1888-06-011979-05-13

Artist, peace activist

Vera Nilsson was one of the earliest and most prominent Swedish expressionists. She is best known for her paintings of children and of Öland.

Vera Nilsson was born in Jönköping in 1888. She was the youngest of four children born to Karl Nilsson, a bailiff, and Ada Sjöberg. She was brought up in an affluent home which was characteristically neat and tidy as well as frugal. Her father believed in the importance of education, particularly with regard to his daughters, all of whom eventually became qualified teachers. It was his decision that Vera Nilsson should become a drawing instructor and thus she received private drawing lessons whilst still at school. Thanks to these lessons she gained admittance in 1906 to the advanced section of the drawing instructors’ training programme at Tekniska skolan (the technical school) in Stockholm. Whilst undertaking her studies at the school she decided to become an artist and wanted to attend the Konstnärsförbundet (artists’ association) school instead, but her father rejected these wishes, declaring that she had to complete the educational course she had begun.

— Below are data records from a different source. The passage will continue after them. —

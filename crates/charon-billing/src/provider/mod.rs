//! Payment provider boundary.

pub mod simulated;

pub use simulated::SimulatedPaymentProvider;

use crate::domain::types::{Currency, CustomerId, Invoice};
use async_trait::async_trait;
use thiserror::Error;

/// Failure modes of a charge attempt. `Network` is transient and
/// retried by the pipeline; the other variants are permanent for the
/// invoice and map to one terminal status each.
#[derive(Debug, Error)]
pub enum ChargeError {
    #[error("network failure reaching payment provider: {0}")]
    Network(String),

    #[error("invoice currency {invoice} does not match customer account currency {customer}")]
    CurrencyMismatch {
        invoice: Currency,
        customer: Currency,
    },

    #[error("customer {0} not found")]
    CustomerNotFound(CustomerId),
}

/// External capability that charges a customer for an invoice.
#[async_trait]
pub trait PaymentProvider: Send + Sync {
    /// Returns `Ok(true)` when the customer account was charged the
    /// invoice amount, `Ok(false)` when the provider declined the
    /// charge (insufficient balance).
    async fn charge(&self, invoice: &Invoice) -> Result<bool, ChargeError>;
}
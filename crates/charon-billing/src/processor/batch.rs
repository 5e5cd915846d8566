//! Fans the charge pipeline out over a batch of invoices.
//!
//! Invoices are dispatched in batch order; completion order is
//! unordered. Submission is paced by the shared throttle's current
//! delay, and a semaphore bounds how many charges are in flight at
//! once. Each task persists its invoice's final status as soon as
//! the pipeline classifies it; a crash between charging and
//! persisting can leave an invoice charged but unmarked, which an
//! out-of-band reconciliation against provider records has to close.

use crate::config::ProcessorConfig;
use crate::domain::types::{Invoice, InvoiceStatus};
use crate::error::Result;
use crate::processor::pipeline::charge_invoice;
use crate::provider::PaymentProvider;
use crate::store::InvoiceStore;
use crate::throttle::ThrottleController;
use std::sync::atomic::{AtomicU64, Ordering};
use std::sync::Arc;
use tokio::sync::Semaphore;
use tokio::task::JoinSet;
use tokio::time::sleep;
use tracing::{error, info};

#[derive(Debug, Clone, Copy, PartialEq, Eq)]
pub struct BatchOutcome {
    pub processed: u64,
    pub failed: u64,
}

pub struct BatchProcessor<P, S> {
    provider: Arc<P>,
    store: Arc<S>,
    throttle: Arc<ThrottleController>,
    limiter: Arc<Semaphore>,
    max_retries: u32,
    // Lifetime count of invoices not left paid. Advisory, read for
    // logging only, so relaxed ordering is enough.
    failed_total: Arc<AtomicU64>,
}

impl<P, S> BatchProcessor<P, S>
where
    P: PaymentProvider + 'static,
    S: InvoiceStore + 'static,
{
    pub fn new(
        provider: Arc<P>,
        store: Arc<S>,
        throttle: Arc<ThrottleController>,
        config: &ProcessorConfig,
    ) -> Self {
        Self {
            provider,
            store,
            throttle,
            limiter: Arc::new(Semaphore::new(config.max_in_flight)),
            max_retries: config.max_retries,
            failed_total: Arc::new(AtomicU64::new(0)),
        }
    }

    /// One billing cycle over all pending invoices.
    pub async fn run_pending(&self) -> Result<BatchOutcome> {
        let invoices = self.store.fetch_pending().await?;
        Ok(self.process(invoices).await)
    }

    /// Separately triggered pass over invoices deferred by earlier
    /// cycles.
    pub async fn run_retry(&self) -> Result<BatchOutcome> {
        let invoices = self.store.fetch_retry().await?;
        Ok(self.process(invoices).await)
    }

    async fn process(&self, invoices: Vec<Invoice>) -> BatchOutcome {
        let processed = invoices.len() as u64;
        let failed_before = self.failed_total.load(Ordering::Relaxed);
        info!(count = processed, "started processing invoice batch");

        let mut tasks = JoinSet::new();
        for mut invoice in invoices {
            let permit = self
                .limiter
                .clone()
                .acquire_owned()
                .await
                .expect("charge limiter semaphore closed");
            let provider = Arc::clone(&self.provider);
            let store = Arc::clone(&self.store);
            let throttle = Arc::clone(&self.throttle);
            let failed_total = Arc::clone(&self.failed_total);
            let max_retries = self.max_retries;

            tasks.spawn(async move {
                let _permit = permit;
                let status =
                    charge_invoice(provider.as_ref(), throttle.as_ref(), &mut invoice, max_retries)
                        .await;
                if status != InvoiceStatus::Paid {
                    failed_total.fetch_add(1, Ordering::Relaxed);
                }
                if let Err(e) = store.update_status(&invoice).await {
                    error!(invoice_id = %invoice.id, err = %e, "failed to persist invoice status");
                }
            });

            // Pace submissions; per-retry backoff inside the pipeline
            // is separate from this.
            sleep(self.throttle.current_delay()).await;
        }

        while let Some(joined) = tasks.join_next().await {
            if let Err(e) = joined {
                error!(err = %e, "charge task failed to complete");
            }
        }

        let failed = self.failed_total.load(Ordering::Relaxed) - failed_before;
        info!(processed, failed, "finished processing invoice batch");
        BatchOutcome { processed, failed }
    }
}
pub mod types;

pub use types::{Currency, CustomerId, Invoice, InvoiceId, InvoiceStatus, Money};
//! Shared utilities for Charon binaries.

pub mod logging;
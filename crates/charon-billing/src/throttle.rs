//! Adaptive request throttling shared across concurrent charges.
//!
//! The level is a congestion heuristic in the additive-increase /
//! additive-decrease family: every network failure raises it one
//! step, every provider response lowers it one step. Callers insert
//! `current_delay()` of pacing wherever they are about to hit the
//! provider. The value is advisory; a momentarily stale read is fine,
//! only the `[0, max_level]` bound is kept exact.

use std::sync::atomic::{AtomicU64, Ordering};
use std::time::Duration;

pub const DEFAULT_MAX_THROTTLE: u64 = 5;
pub const DEFAULT_THROTTLE_MULTIPLIER_MS: u64 = 7;

#[derive(Debug)]
pub struct ThrottleController {
    level: AtomicU64,
    max_level: u64,
    multiplier_ms: u64,
}

impl ThrottleController {
    pub fn new(max_level: u64, multiplier_ms: u64) -> Self {
        Self {
            level: AtomicU64::new(0),
            max_level,
            multiplier_ms,
        }
    }

    /// Delay callers should apply before the next provider request:
    /// `level * multiplier` milliseconds.
    pub fn current_delay(&self) -> Duration {
        Duration::from_millis(self.level.load(Ordering::Relaxed) * self.multiplier_ms)
    }

    /// Raise the backoff level one step, saturating at `max_level`.
    pub fn on_failure(&self) {
        let _ = self
            .level
            .fetch_update(Ordering::Relaxed, Ordering::Relaxed, |level| {
                (level < self.max_level).then_some(level + 1)
            });
    }

    /// Lower the backoff level one step, floored at zero. Called on
    /// any provider response, on the assumption the provider has had
    /// room to recover.
    pub fn on_success(&self) {
        let _ = self
            .level
            .fetch_update(Ordering::Relaxed, Ordering::Relaxed, |level| {
                (level > 0).then(|| level - 1)
            });
    }

    pub fn level(&self) -> u64 {
        self.level.load(Ordering::Relaxed)
    }
}

impl Default for ThrottleController {
    fn default() -> Self {
        Self::new(DEFAULT_MAX_THROTTLE, DEFAULT_THROTTLE_MULTIPLIER_MS)
    }
}
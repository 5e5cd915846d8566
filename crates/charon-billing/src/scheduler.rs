//! Monthly cycle scheduler.
//!
//! Billing fires at 01:00 on the 1st of each month in the configured
//! zone. The gap between consecutive firsts of the month is not
//! constant, so each cycle computes and arms the next instant instead
//! of using a fixed-period timer.

use crate::error::Result;
use crate::processor::BatchProcessor;
use crate::provider::PaymentProvider;
use crate::store::InvoiceStore;
use chrono::{DateTime, Datelike, TimeZone, Utc};
use chrono_tz::Tz;
use std::sync::Arc;
use tokio::time::sleep;
use tracing::{error, info};

const BILLING_HOUR: u32 = 1;

/// The next first-of-month billing instant strictly after `now`:
/// 01:00 local time on the 1st of the following month.
pub fn next_billing_instant(now: DateTime<Utc>, tz: Tz) -> DateTime<Tz> {
    let local = now.with_timezone(&tz);
    let (year, month) = if local.month() == 12 {
        (local.year() + 1, 1)
    } else {
        (local.year(), local.month() + 1)
    };

    let mut hour = BILLING_HOUR;
    loop {
        if let Some(instant) = tz.with_ymd_and_hms(year, month, 1, hour, 0, 0).earliest() {
            return instant;
        }
        // 01:00 fell into a DST gap; take the next existing hour.
        hour += 1;
    }
}

pub struct BillingScheduler<P, S> {
    processor: Arc<BatchProcessor<P, S>>,
    tz: Tz,
}

impl<P, S> BillingScheduler<P, S>
where
    P: PaymentProvider + 'static,
    S: InvoiceStore + 'static,
{
    pub fn new(processor: Arc<BatchProcessor<P, S>>, tz: Tz) -> Self {
        Self { processor, tz }
    }

    /// Arm the first cycle and keep re-arming after each run. A
    /// failed cycle is logged and the next one is still scheduled.
    pub async fn run(self) -> Result<()> {
        loop {
            let now = Utc::now();
            let next = next_billing_instant(now, self.tz);
            let wait = (next.with_timezone(&Utc) - now)
                .to_std()
                .unwrap_or_default();
            info!(next = %next, "armed next billing cycle");

            sleep(wait).await;

            info!("billing cycle fired");
            match self.processor.run_pending().await {
                Ok(outcome) => info!(
                    processed = outcome.processed,
                    failed = outcome.failed,
                    "billing cycle complete"
                ),
                Err(e) => error!(err = %e, "billing cycle aborted"),
            }
        }
    }
}
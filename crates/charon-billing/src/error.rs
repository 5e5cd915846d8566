use crate::store::StoreError;
use thiserror::Error;

/// Errors that abort a batch run. Per-invoice charge failures never
/// surface here; they are classified into an `InvoiceStatus` at the
/// single-invoice boundary.
#[derive(Debug, Error)]
pub enum BillingError {
    #[error("store error: {0}")]
    Store(#[from] StoreError),

    #[error("configuration error: {0}")]
    Config(String),

    #[error("general error: {0}")]
    General(#[from] anyhow::Error),
}

pub type Result<T> = std::result::Result<T, BillingError>;
use crate::error::{BillingError, Result};
use crate::throttle::{DEFAULT_MAX_THROTTLE, DEFAULT_THROTTLE_MULTIPLIER_MS};
use chrono_tz::Tz;
use figment::{
    providers::{Env, Format, Serialized, Toml},
    Figment,
};
use serde::{Deserialize, Serialize};
use std::path::PathBuf;

pub const DEFAULT_MAX_RETRIES: u32 = 3;
pub const DEFAULT_MAX_IN_FLIGHT: usize = 64;
pub const DEFAULT_TIMEZONE: &str = "Europe/Berlin";

#[derive(Clone, Debug, Serialize, Deserialize)]
pub struct BillingConfig {
    pub throttle: ThrottleConfig,
    pub processor: ProcessorConfig,
    pub scheduler: SchedulerConfig,
    pub simulation: SimulationConfig,
}

#[derive(Clone, Debug, Serialize, Deserialize)]
pub struct ThrottleConfig {
    /// Milliseconds of delay per backoff level.
    pub multiplier_ms: u64,
    /// Upper bound of the backoff level.
    pub max_level: u64,
}

#[derive(Clone, Debug, Serialize, Deserialize)]
pub struct ProcessorConfig {
    /// Immediate retries per invoice on network failure.
    pub max_retries: u32,
    /// Bound on concurrently in-flight charge operations.
    pub max_in_flight: usize,
}

#[derive(Clone, Debug, Serialize, Deserialize)]
pub struct SchedulerConfig {
    /// IANA zone the first-of-month 01:00 trigger is computed in.
    pub timezone: String,
}

/// Demo-mode knobs: how many invoices to seed and the relative
/// weights of the simulated provider outcomes.
#[derive(Clone, Debug, Serialize, Deserialize)]
pub struct SimulationConfig {
    pub invoice_count: usize,
    pub charged_weight: u32,
    pub declined_weight: u32,
    pub network_failure_weight: u32,
    pub currency_mismatch_weight: u32,
    pub customer_missing_weight: u32,
}

impl Default for BillingConfig {
    fn default() -> Self {
        Self {
            throttle: ThrottleConfig {
                multiplier_ms: DEFAULT_THROTTLE_MULTIPLIER_MS,
                max_level: DEFAULT_MAX_THROTTLE,
            },
            processor: ProcessorConfig {
                max_retries: DEFAULT_MAX_RETRIES,
                max_in_flight: DEFAULT_MAX_IN_FLIGHT,
            },
            scheduler: SchedulerConfig {
                timezone: DEFAULT_TIMEZONE.to_string(),
            },
            simulation: SimulationConfig {
                invoice_count: 100,
                charged_weight: 70,
                declined_weight: 10,
                network_failure_weight: 15,
                currency_mismatch_weight: 3,
                customer_missing_weight: 2,
            },
        }
    }
}

impl BillingConfig {
    pub fn load(path_override: Option<PathBuf>) -> Result<Self> {
        let mut figment = Figment::from(Serialized::defaults(BillingConfig::default()));

        if let Some(path) = path_override {
            if path.exists() {
                figment = figment.merge(Toml::file(&path));
            }
        } else {
            let default_path = PathBuf::from("billing.toml");
            if default_path.exists() {
                figment = figment.merge(Toml::file(default_path));
            }
        }

        figment = figment.merge(Env::prefixed("CHARON_").split("__"));

        figment
            .extract()
            .map_err(|e| BillingError::Config(e.to_string()))
    }

    pub fn validate(&self) -> Result<()> {
        self.timezone()?;
        if self.processor.max_in_flight == 0 {
            return Err(BillingError::Config(
                "processor.max_in_flight must be at least 1".to_string(),
            ));
        }
        let total_weight = self.simulation.charged_weight as u64
            + self.simulation.declined_weight as u64
            + self.simulation.network_failure_weight as u64
            + self.simulation.currency_mismatch_weight as u64
            + self.simulation.customer_missing_weight as u64;
        if total_weight == 0 {
            return Err(BillingError::Config(
                "simulation outcome weights must not all be zero".to_string(),
            ));
        }
        Ok(())
    }

    pub fn timezone(&self) -> Result<Tz> {
        self.scheduler.timezone.parse::<Tz>().map_err(|_| {
            BillingError::Config(format!(
                "unknown timezone: {}",
                self.scheduler.timezone
            ))
        })
    }
}

#[cfg(test)]
mod tests {
    use super::*;

    #[test]
    fn test_defaults_match_recommended_constants() {
        let config = BillingConfig::default();
        assert_eq!(config.throttle.multiplier_ms, 7);
        assert_eq!(config.throttle.max_level, 5);
        assert_eq!(config.processor.max_retries, 3);
        assert_eq!(config.scheduler.timezone, "Europe/Berlin");
        config.validate().unwrap();
    }

    #[test]
    fn test_validate_rejects_unknown_timezone() {
        let mut config = BillingConfig::default();
        config.scheduler.timezone = "Mars/Olympus_Mons".to_string();
        assert!(config.validate().is_err());
    }

    #[test]
    fn test_validate_rejects_zero_concurrency() {
        let mut config = BillingConfig::default();
        config.processor.max_in_flight = 0;
        assert!(config.validate().is_err());
    }

    #[test]
    fn test_validate_rejects_all_zero_weights() {
        let mut config = BillingConfig::default();
        config.simulation = SimulationConfig {
            invoice_count: 10,
            charged_weight: 0,
            declined_weight: 0,
            network_failure_weight: 0,
            currency_mismatch_weight: 0,
            customer_missing_weight: 0,
        };
        assert!(config.validate().is_err());
    }

    #[test]
    fn test_config_round_trips_through_toml() {
        let config = BillingConfig::default();
        let rendered = toml::to_string_pretty(&config).unwrap();
        let parsed: BillingConfig = toml::from_str(&rendered).unwrap();
        assert_eq!(parsed.processor.max_retries, config.processor.max_retries);
        assert_eq!(parsed.scheduler.timezone, config.scheduler.timezone);
    }
}
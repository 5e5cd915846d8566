//! Unified logging initialization for all Charon binaries.
//!
//! Filter resolution order, highest priority first:
//! 1. CLI flags (`-v`/`-q`)
//! 2. `RUST_LOG` environment variable
//! 3. Binary-specific default filter

use anyhow::Result;
use clap_verbosity_flag::{LogLevel, Verbosity};
use tracing_subscriber::{layer::SubscriberExt, util::SubscriberInitExt, EnvFilter};

/// Initialize the global tracing subscriber.
///
/// `verbosity` carries the parsed `-v`/`-q` flags; `default_filter` is
/// the filter string used when neither the flags nor `RUST_LOG` are
/// set (e.g. `"charon_billing=info"`).
pub fn init_logging<L: LogLevel>(verbosity: &Verbosity<L>, default_filter: &str) -> Result<()> {
    let filter = if let Some(log_level) = verbosity.log_level() {
        // CLI flags take priority
        EnvFilter::try_new(format!("{}", log_level))?
    } else {
        EnvFilter::try_from_default_env().unwrap_or_else(|_| EnvFilter::new(default_filter))
    };

    tracing_subscriber::registry()
        .with(filter)
        .with(
            tracing_subscriber::fmt::layer()
                .with_target(true)
                .compact(),
        )
        .init();

    Ok(())
}
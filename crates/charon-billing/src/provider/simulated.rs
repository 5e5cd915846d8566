//! Weighted-random payment provider for demo runs and tests.

use super::{ChargeError, PaymentProvider};
use crate::config::SimulationConfig;
use crate::domain::types::{Currency, Invoice};
use async_trait::async_trait;
use rand::seq::SliceRandom;
use rand::Rng;

/// Stand-in for the real provider integration: resolves each charge
/// to a weighted-random outcome. Weight zero disables an outcome.
#[derive(Debug, Clone)]
pub struct SimulatedPaymentProvider {
    charged: u32,
    declined: u32,
    network_failure: u32,
    currency_mismatch: u32,
    customer_missing: u32,
}

impl SimulatedPaymentProvider {
    pub fn new(
        charged: u32,
        declined: u32,
        network_failure: u32,
        currency_mismatch: u32,
        customer_missing: u32,
    ) -> Self {
        Self {
            charged,
            declined,
            network_failure,
            currency_mismatch,
            customer_missing,
        }
    }

    pub fn from_config(config: &SimulationConfig) -> Self {
        Self::new(
            config.charged_weight,
            config.declined_weight,
            config.network_failure_weight,
            config.currency_mismatch_weight,
            config.customer_missing_weight,
        )
    }

    /// A provider that charges every invoice.
    pub fn always_charging() -> Self {
        Self::new(1, 0, 0, 0, 0)
    }

    fn total_weight(&self) -> u64 {
        self.charged as u64
            + self.declined as u64
            + self.network_failure as u64
            + self.currency_mismatch as u64
            + self.customer_missing as u64
    }
}

#[async_trait]
impl PaymentProvider for SimulatedPaymentProvider {
    async fn charge(&self, invoice: &Invoice) -> Result<bool, ChargeError> {
        let total = self.total_weight();
        if total == 0 {
            return Ok(true);
        }

        let mut rng = rand::thread_rng();
        let mut roll = rng.gen_range(0..total);

        if roll < self.charged as u64 {
            return Ok(true);
        }
        roll -= self.charged as u64;

        if roll < self.declined as u64 {
            return Ok(false);
        }
        roll -= self.declined as u64;

        if roll < self.network_failure as u64 {
            return Err(ChargeError::Network("connection reset".to_string()));
        }
        roll -= self.network_failure as u64;

        if roll < self.currency_mismatch as u64 {
            let other: Vec<Currency> = Currency::ALL
                .into_iter()
                .filter(|c| *c != invoice.amount.currency)
                .collect();
            let customer = *other
                .choose(&mut rng)
                .unwrap_or(&invoice.amount.currency);
            return Err(ChargeError::CurrencyMismatch {
                invoice: invoice.amount.currency,
                customer,
            });
        }

        Err(ChargeError::CustomerNotFound(invoice.customer_id))
    }
}
pub mod batch;
pub mod pipeline;

pub use batch::{BatchOutcome, BatchProcessor};
pub use pipeline::charge_invoice;
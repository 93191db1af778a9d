//! Mapsweep main entry point
//!
//! Command-line interface for the Mapsweep scrape-job orchestrator.

use clap::Parser;
use mapsweep::config::load_config_with_hash;
use mapsweep::orchestrator::run_orchestrator;
use mapsweep::storage::{DurableQueue, ResultStore, SqliteBackend};
use mapsweep::url::is_place_url;
use std::path::{Path, PathBuf};
use tracing_subscriber::EnvFilter;

/// Mapsweep: a resilient scrape-job orchestrator for map place pages
///
/// Mapsweep pops place-detail URLs from a durable task queue, hands
/// them to a bounded worker engine, and guarantees no job is silently
/// lost across restarts or termination signals.
#[derive(Parser, Debug)]
#[command(name = "mapsweep")]
#[command(version = "1.0.0")]
#[command(about = "A resilient scrape-job orchestrator for map place pages", long_about = None)]
struct Cli {
    /// Path to TOML configuration file
    #[arg(value_name = "CONFIG")]
    config: PathBuf,

    /// Increase logging verbosity (-v, -vv, -vvv)
    #[arg(short, long, action = clap::ArgAction::Count)]
    verbose: u8,

    /// Suppress non-error output
    #[arg(short, long, conflicts_with = "verbose")]
    quiet: bool,

    /// Validate config and show effective settings without running
    #[arg(long, conflicts_with_all = ["stats", "enqueue"])]
    dry_run: bool,

    /// Show queue depths and result counts from the database and exit
    #[arg(long, conflicts_with_all = ["dry_run", "enqueue"])]
    stats: bool,

    /// Push a place URL onto the task queue and exit (repeatable)
    #[arg(long, value_name = "URL")]
    enqueue: Vec<String>,
}

#[tokio::main]
async fn main() -> Result<(), Box<dyn std::error::Error>> {
    let cli = Cli::parse();

    setup_logging(cli.verbose, cli.quiet);

    tracing::info!("Loading configuration from: {}", cli.config.display());
    let (config, _config_hash) = match load_config_with_hash(&cli.config) {
        Ok((cfg, hash)) => {
            tracing::info!("Configuration loaded successfully (hash: {})", hash);
            (cfg, hash)
        }
        Err(e) => {
            tracing::error!("Failed to load configuration: {}", e);
            return Err(e.into());
        }
    };

    if cli.dry_run {
        handle_dry_run(&config);
    } else if cli.stats {
        handle_stats(&config)?;
    } else if !cli.enqueue.is_empty() {
        handle_enqueue(&config, &cli.enqueue)?;
    } else {
        handle_run(config).await?;
    }

    Ok(())
}

/// Sets up the logging/tracing subscriber based on verbosity level
fn setup_logging(verbose: u8, quiet: bool) {
    let filter = if quiet {
        EnvFilter::new("error")
    } else {
        match verbose {
            0 => EnvFilter::new("mapsweep=info,warn"),
            1 => EnvFilter::new("mapsweep=debug,info"),
            2 => EnvFilter::new("mapsweep=trace,debug"),
            _ => EnvFilter::new("trace"),
        }
    };

    tracing_subscriber::fmt()
        .with_env_filter(filter)
        .with_target(false)
        .with_thread_ids(false)
        .with_file(false)
        .init();
}

/// Handles the --dry-run mode: validates config and shows what would run
fn handle_dry_run(config: &mapsweep::Config) {
    println!("=== Mapsweep Dry Run ===\n");

    println!("Orchestrator:");
    println!(
        "  Backpressure ceiling: {}",
        config.orchestrator.backpressure_ceiling
    );
    println!(
        "  Dispatch interval: {}ms",
        config.orchestrator.dispatch_interval_ms
    );
    println!(
        "  Empty-queue wait: {}ms",
        config.orchestrator.empty_queue_wait_ms
    );
    println!("  Busy wait: {}ms", config.orchestrator.busy_wait_ms);

    println!("\nEngine:");
    println!(
        "  Concurrency: {}..{}",
        config.engine.min_concurrency, config.engine.max_concurrency
    );
    println!("  Max request retries: {}", config.engine.max_request_retries);
    println!("  Handler timeout: {}s", config.engine.handler_timeout_secs);

    println!("\nQueues:");
    println!("  Database: {}", config.queue.database_path);
    println!("  Task queue: {}", config.queue.task_queue);
    println!("  Dead-letter queue: {}", config.queue.dead_letter_queue);

    println!("\nTarget:");
    println!("  Place URL marker: {}", config.target.place_url_marker);
    println!("  Fixed query: {}", config.target.fixed_query);

    println!("\nHTTP:");
    println!("  User agent: {}", config.http.user_agent);
    match &config.http.proxy_host {
        Some(host) => println!("  Proxy: {}", host),
        None => println!("  Proxy: none"),
    }

    println!("\n✓ Configuration is valid");
}

/// Handles the --stats mode: shows queue depths and result counts
fn handle_stats(config: &mapsweep::Config) -> Result<(), Box<dyn std::error::Error>> {
    let backend = SqliteBackend::new(Path::new(&config.queue.database_path))?;

    println!("Database: {}\n", config.queue.database_path);
    println!(
        "Task queue depth:        {}",
        backend.len(&config.queue.task_queue)?
    );
    println!(
        "Dead-letter queue depth: {}",
        backend.len(&config.queue.dead_letter_queue)?
    );
    println!("Stored places:           {}", backend.count()?);

    Ok(())
}

/// Handles the --enqueue mode: seeds the task queue with place URLs
fn handle_enqueue(
    config: &mapsweep::Config,
    urls: &[String],
) -> Result<(), Box<dyn std::error::Error>> {
    let mut backend = SqliteBackend::new(Path::new(&config.queue.database_path))?;

    for url in urls {
        if !is_place_url(url, &config.target.place_url_marker) {
            tracing::warn!("{} does not look like a place URL, queueing anyway", url);
        }
        backend.push(&config.queue.task_queue, url)?;
    }

    println!("✓ Queued {} URL(s) on {}", urls.len(), config.queue.task_queue);
    Ok(())
}

/// Handles the main orchestrator run
async fn handle_run(config: mapsweep::Config) -> Result<(), Box<dyn std::error::Error>> {
    // Uncaught faults get a log line before unwinding; the dispatch
    // loop itself converts all errors into queue placements, so this
    // only fires for bugs.
    std::panic::set_hook(Box::new(|info| {
        tracing::error!("Uncaught panic: {}", info);
    }));

    match run_orchestrator(config).await {
        Ok(()) => {
            tracing::info!("Orchestrator stopped");
            Ok(())
        }
        Err(e) => {
            tracing::error!("Orchestrator failed: {}", e);
            Err(e.into())
        }
    }
}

Upon finishing her studies in Stockholm Vera Nilsson returned to her home town. Her father relented with regard to her career choice and she gained the opportunity to study with Carl Wilhelmson at the Valand art school in Gothenburg during the winter of 1909–1910. Her fellow pupils at the school included Maj Bring and Mollie Faustman.

Vera Nilsson carried on her artistic development in Paris in 1911. There she studied with the cubist Henri Le Fauconnier at the Académie de la Palette and also visited Russian schools, such as Marie Vassilieff’s Académie Vassilieff. Many years later Vera Nilsson said on cubism: “Yes, it is a matter of construction, which actually stays with you throughout your life”. In 1912 Vera Nilsson was exposed to Vincent van Gogh’s expressive artwork at the international Sonderbund exhibition in Cologne and this had a defining impact on her own art.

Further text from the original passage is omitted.